Client:
A leading global technology and asset financing firm sought to reduce churn across its B2B Small and Medium Business (SMB) customer segment.
Challenge:
Annual churn had reached 18% of total assets financed, forcing reliance on expensive new customer acquisitions. The challenge was to leverage data science to predict churn risk and proactively retain customers, strengthening competitiveness against rival asset financing firms. With SMBs accounting for nearly 70% of its yearly portfolio the absence of a structured churn prevention strategy meant customer retention efforts were reactive, inconsistent, and ineffective. With no predictive insights into which customers were at risk, the business incurred substantial revenue leakage and higher acquisition costs — eroding profitability and long-term customer lifetime value.
Solution:
eClerx partnered with the client to design a predictive churn prevention framework that turned data into actionable retention strategies. The engagement began with integrating multiple datasets — spanning revenue, customer history, Salesforce, transaction records, and even fraud and default lists — to create a holistic view of each customer. From over 250 raw variables, our data science team engineered more than 30 meaningful features that became the foundation for advanced analytics.
Through detailed exploratory analysis, we identified patterns and behaviors that signaled churn risk. Using decision tree models and churn propensity modelling, we segmented customers into risk groups and uncovered the specific drivers of attrition for each profile. This allowed the business to move beyond intuition and gain data-backed clarity on why customers were leaving.

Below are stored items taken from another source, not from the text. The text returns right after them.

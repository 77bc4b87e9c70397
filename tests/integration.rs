//! End-to-end tests for pinwire.
//!
//! Each test drives a real `Session` over an in-memory duplex pipe against
//! a scripted peer that speaks the wire protocol byte for byte.

use std::collections::VecDeque;
use std::time::{Duration, Instant};

use bytes::Bytes;
use tokio::io::{AsyncReadExt, AsyncWriteExt, DuplexStream};

use pinwire::protocol::{
    encode_response, instructions, Frame, FrameBuffer, REQUEST_END, REQUEST_START,
};
use pinwire::{PinwireError, Session, SessionBuilder};

const MAX_PAYLOAD: usize = 100;

/// Scripted peer: handshake responder plus a frame-level read/write API.
struct Peer {
    stream: DuplexStream,
    scanner: FrameBuffer,
    queue: VecDeque<Frame>,
}

impl Peer {
    fn new(stream: DuplexStream) -> Self {
        Self {
            stream,
            scanner: FrameBuffer::new(MAX_PAYLOAD, 50),
            queue: VecDeque::new(),
        }
    }

    async fn read_byte(&mut self) -> u8 {
        let mut byte = [0u8; 1];
        self.stream.read_exact(&mut byte).await.unwrap();
        byte[0]
    }

    /// Read one `< n >` handshake frame and return its nonce.
    async fn read_nonce(&mut self) -> u8 {
        loop {
            while self.read_byte().await != REQUEST_START {}
            let nonce = self.read_byte().await;
            if self.read_byte().await == REQUEST_END {
                return nonce;
            }
        }
    }

    /// Play the responder side of the handshake; returns the host nonce.
    async fn handshake(&mut self) -> u8 {
        let host_nonce = self.read_nonce().await;
        // A peer nonce distinct from the host's keeps the ack unambiguous.
        let peer_nonce = host_nonce.wrapping_add(1);

        self.stream
            .write_all(&[REQUEST_START, host_nonce, REQUEST_END])
            .await
            .unwrap();
        self.stream
            .write_all(&[REQUEST_START, peer_nonce, REQUEST_END])
            .await
            .unwrap();

        // Skip queued SYN resends until the ack of our nonce arrives.
        loop {
            if self.read_nonce().await == peer_nonce {
                return host_nonce;
            }
        }
    }

    /// Read the next complete application frame.
    async fn next_frame(&mut self) -> Frame {
        loop {
            if let Some(frame) = self.queue.pop_front() {
                return frame;
            }
            let mut buf = [0u8; 128];
            let n = self.stream.read(&mut buf).await.unwrap();
            assert!(n > 0, "host closed the stream");
            self.queue.extend(self.scanner.push(&buf[..n]));
        }
    }

    async fn respond(&mut self, id: u8, payload: &[u8]) {
        let bytes = encode_response(id, payload, MAX_PAYLOAD).unwrap();
        self.stream.write_all(&bytes).await.unwrap();
    }

    async fn write_raw(&mut self, bytes: &[u8]) {
        self.stream.write_all(bytes).await.unwrap();
    }
}

/// Route protocol logs through `RUST_LOG` when debugging a failing test.
fn init_tracing() {
    use std::sync::Once;
    static INIT: Once = Once::new();
    INIT.call_once(|| {
        let _ = tracing_subscriber::fmt()
            .with_env_filter(tracing_subscriber::EnvFilter::from_default_env())
            .try_init();
    });
}

fn builder() -> SessionBuilder {
    init_tracing();
    Session::builder().response_timeout(Duration::from_millis(400))
}

#[tokio::test]
async fn analog_read_round_trip() {
    let (host_end, peer_end) = tokio::io::duplex(1024);
    let mut peer = Peer::new(peer_end);

    let host = tokio::spawn(async move {
        let session = builder().connect(host_end).await?;
        session.analog_read(3).await
    });

    peer.handshake().await;

    let request = peer.next_frame().await;
    assert!(request.is_request());
    assert_eq!(request.instruction, Some(instructions::ANALOG_READ));
    assert_eq!(request.payload(), &[3]);

    // 42 as a Big Endian 16-bit value.
    peer.respond(request.id, &[0x00, 0x2A]).await;

    assert_eq!(host.await.unwrap().unwrap(), 42);
}

#[tokio::test]
async fn digital_read_decodes_a_big_endian_word() {
    let (host_end, peer_end) = tokio::io::duplex(1024);
    let mut peer = Peer::new(peer_end);

    let host = tokio::spawn(async move {
        let session = builder().connect(host_end).await?;
        session.digital_read(13).await
    });

    peer.handshake().await;
    let request = peer.next_frame().await;
    assert_eq!(request.instruction, Some(instructions::DIGITAL_READ));
    peer.respond(request.id, &[0x00, 0x00, 0x00, 0x01]).await;

    assert!(host.await.unwrap().unwrap());
}

#[tokio::test]
async fn fire_and_forget_waits_for_the_acknowledgement() {
    let (host_end, peer_end) = tokio::io::duplex(1024);
    let mut peer = Peer::new(peer_end);

    let host = tokio::spawn(async move {
        let session = builder().connect(host_end).await?;
        let start = Instant::now();
        session.analog_write(5, 128).await?;
        Ok::<_, PinwireError>(start.elapsed())
    });

    peer.handshake().await;

    let request = peer.next_frame().await;
    assert_eq!(request.instruction, Some(instructions::ANALOG_WRITE));
    assert_eq!(request.payload(), &[5, 128]);

    // Delay the empty acknowledgement; the caller must block on it.
    tokio::time::sleep(Duration::from_millis(40)).await;
    peer.respond(request.id, &[]).await;

    let waited = host.await.unwrap().unwrap();
    assert!(waited >= Duration::from_millis(35), "caller did not wait for the ack");
}

#[tokio::test]
async fn out_of_order_responses_correlate_by_id() {
    let (host_end, peer_end) = tokio::io::duplex(1024);
    let mut peer = Peer::new(peer_end);

    let host = tokio::spawn(async move {
        let session = builder().connect(host_end).await?;
        let (x, y) = tokio::join!(
            session.call::<Bytes>(b'x', &[1]),
            session.call::<Bytes>(b'y', &[2]),
        );
        Ok::<_, PinwireError>((x?, y?))
    });

    peer.handshake().await;

    let first = peer.next_frame().await;
    let second = peer.next_frame().await;
    let (x_req, y_req) = if first.instruction == Some(b'x') {
        (first, second)
    } else {
        (second, first)
    };
    assert_ne!(x_req.id, y_req.id);

    // Answer in the opposite order of arrival.
    peer.respond(y_req.id, b"YY").await;
    peer.respond(x_req.id, b"XX").await;

    let (x, y) = host.await.unwrap().unwrap();
    assert_eq!(&x[..], b"XX");
    assert_eq!(&y[..], b"YY");
}

#[tokio::test]
async fn response_timeout_reclaims_the_id() {
    let (host_end, peer_end) = tokio::io::duplex(1024);
    let mut peer = Peer::new(peer_end);

    let (result_tx, mut result_rx) = tokio::sync::mpsc::channel(4);
    let host = tokio::spawn(async move {
        let session = builder()
            .response_timeout(Duration::from_millis(60))
            .connect(host_end)
            .await?;

        let start = Instant::now();
        let first = session.analog_read(3).await;
        result_tx.send((first, start.elapsed())).await.unwrap();

        session.analog_read(3).await
    });

    peer.handshake().await;

    // Swallow the first request entirely.
    let first_req = peer.next_frame().await;
    let (first, elapsed) = result_rx.recv().await.unwrap();
    assert!(matches!(first, Err(PinwireError::ResponseTimeout(_))));
    assert!(elapsed >= Duration::from_millis(60));
    assert!(elapsed < Duration::from_millis(400), "timeout fired far too late");

    // The overdue response shows up now; the pool must discard it.
    peer.respond(first_req.id, &[0x7F, 0xFF]).await;

    // The id is immediately reusable and the retry sees only its own reply.
    let second_req = peer.next_frame().await;
    assert_eq!(second_req.id, first_req.id);
    peer.respond(second_req.id, &[0x00, 0x2A]).await;

    assert_eq!(host.await.unwrap().unwrap(), 42);
}

#[tokio::test]
async fn pool_exhaustion_is_backpressure_not_failure() {
    let (host_end, peer_end) = tokio::io::duplex(1024);
    let mut peer = Peer::new(peer_end);

    let host = tokio::spawn(async move {
        let session = builder()
            .max_concurrent_requests(2)
            .connect(host_end)
            .await?;
        let (a, b, c) = tokio::join!(
            session.call::<Bytes>(b'x', &[1]),
            session.call::<Bytes>(b'x', &[2]),
            session.call::<Bytes>(b'x', &[3]),
        );
        Ok::<_, PinwireError>((a?, b?, c?))
    });

    peer.handshake().await;

    let first = peer.next_frame().await;
    let second = peer.next_frame().await;

    // Both ids are in flight; the third call must be held back.
    let held = tokio::time::timeout(Duration::from_millis(50), peer.next_frame()).await;
    assert!(held.is_err(), "third request sent while the pool was full");

    // Freeing one id lets exactly the waiting call through.
    peer.respond(first.id, first.payload()).await;
    let third = peer.next_frame().await;

    peer.respond(second.id, second.payload()).await;
    peer.respond(third.id, third.payload()).await;

    let (a, b, c) = host.await.unwrap().unwrap();
    assert_eq!(&a[..], &[1]);
    assert_eq!(&b[..], &[2]);
    assert_eq!(&c[..], &[3]);
}

#[tokio::test]
async fn peer_initiated_calls_reach_registered_functions() {
    let (host_end, peer_end) = tokio::io::duplex(1024);
    let mut peer = Peer::new(peer_end);

    let (seen_tx, mut seen_rx) = tokio::sync::mpsc::unbounded_channel();
    let host = tokio::spawn(async move {
        let session = builder()
            .on_function(7, move |payload, function_id, request_id| {
                seen_tx
                    .send((payload.to_vec(), function_id, request_id))
                    .unwrap();
            })?
            .connect(host_end)
            .await?;

        // Keep the session alive until the peer script finishes.
        session.analog_read(0).await
    });

    peer.handshake().await;

    // An unknown instruction first; it must be ignored without harm.
    peer.write_raw(&[b'<', 4, 1, b'z', 0xEE, b'>']).await;

    // Then a genuine function call: selector 7, two payload bytes.
    peer.write_raw(&[b'<', 9, 3, instructions::FUNCTION_CALL, 7, 0xAB, 0xCD, b'>'])
        .await;

    // A log line from the peer exercises the same inbound path.
    peer.write_raw(&[b'<', 2, 5, instructions::LOG, b'h', b'e', b'l', b'l', b'o', b'>'])
        .await;

    // The listener is still healthy: serve the host's own call.
    let request = peer.next_frame().await;
    peer.respond(request.id, &[0x00, 0x05]).await;
    assert_eq!(host.await.unwrap().unwrap(), 5);

    let (payload, function_id, request_id) = seen_rx.try_recv().unwrap();
    assert_eq!(payload, vec![0xAB, 0xCD]);
    assert_eq!(function_id, 7);
    assert_eq!(request_id, 9);
}

#[tokio::test]
async fn print_sends_text_and_waits_for_the_ack() {
    let (host_end, peer_end) = tokio::io::duplex(1024);
    let mut peer = Peer::new(peer_end);

    let host = tokio::spawn(async move {
        let session = builder().connect(host_end).await?;
        session.print("hello peer").await
    });

    peer.handshake().await;

    let request = peer.next_frame().await;
    assert_eq!(request.instruction, Some(instructions::PRINT));
    assert_eq!(request.payload(), b"hello peer");
    peer.respond(request.id, &[]).await;

    host.await.unwrap().unwrap();
}

#[tokio::test]
async fn silent_peer_fails_the_handshake() {
    init_tracing();
    let (host_end, _peer_end) = tokio::io::duplex(256);

    let start = Instant::now();
    let result = Session::builder()
        .handshake_timeout(Duration::from_millis(60))
        .connect(host_end)
        .await;

    assert!(matches!(result.unwrap_err(), PinwireError::HandshakeFailed));
    assert!(start.elapsed() >= Duration::from_millis(60));
}

#[tokio::test]
async fn session_observes_transport_close() {
    let (host_end, peer_end) = tokio::io::duplex(1024);
    let mut peer = Peer::new(peer_end);

    let (session_tx, session_rx) = tokio::sync::oneshot::channel();
    tokio::spawn(async move {
        let session = builder().connect(host_end).await.unwrap();
        session_tx.send(session).ok();
    });

    peer.handshake().await;
    let session = session_rx.await.unwrap();
    assert!(session.is_connected());

    drop(peer);
    tokio::time::timeout(Duration::from_millis(200), session.wait_for_close())
        .await
        .expect("close not observed")
        .unwrap();
}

Armed with these insights, we created actionable customer profiles and worked with client teams to design proactive outreach strategies. High-risk SMB customers were targeted with timely, personalized campaigns — ensuring that interventions reached them before they churned. By embedding these insights into everyday sales and service workflows, the client built a systematic, repeatable approach to customer retention that was grounded in data science.
Impact:
The engagement unlocked significant business value:
- $340M upside identified in potential revenue loss prevention through proactive outreach
- 15% reduction in churn volume, translating to $120M retained from high-risk customers
- Strengthened retention strategy for SMB customers, reducing dependency on high-cost acquisitions
- Established a repeatable, data-driven churn prevention framework as a sustainable competitive advantage
By shifting from reactive responses to predictive, targeted interventions, the client secured stronger customer loyalty, improved profitability, and reinforced its competitive edge in the asset financing market.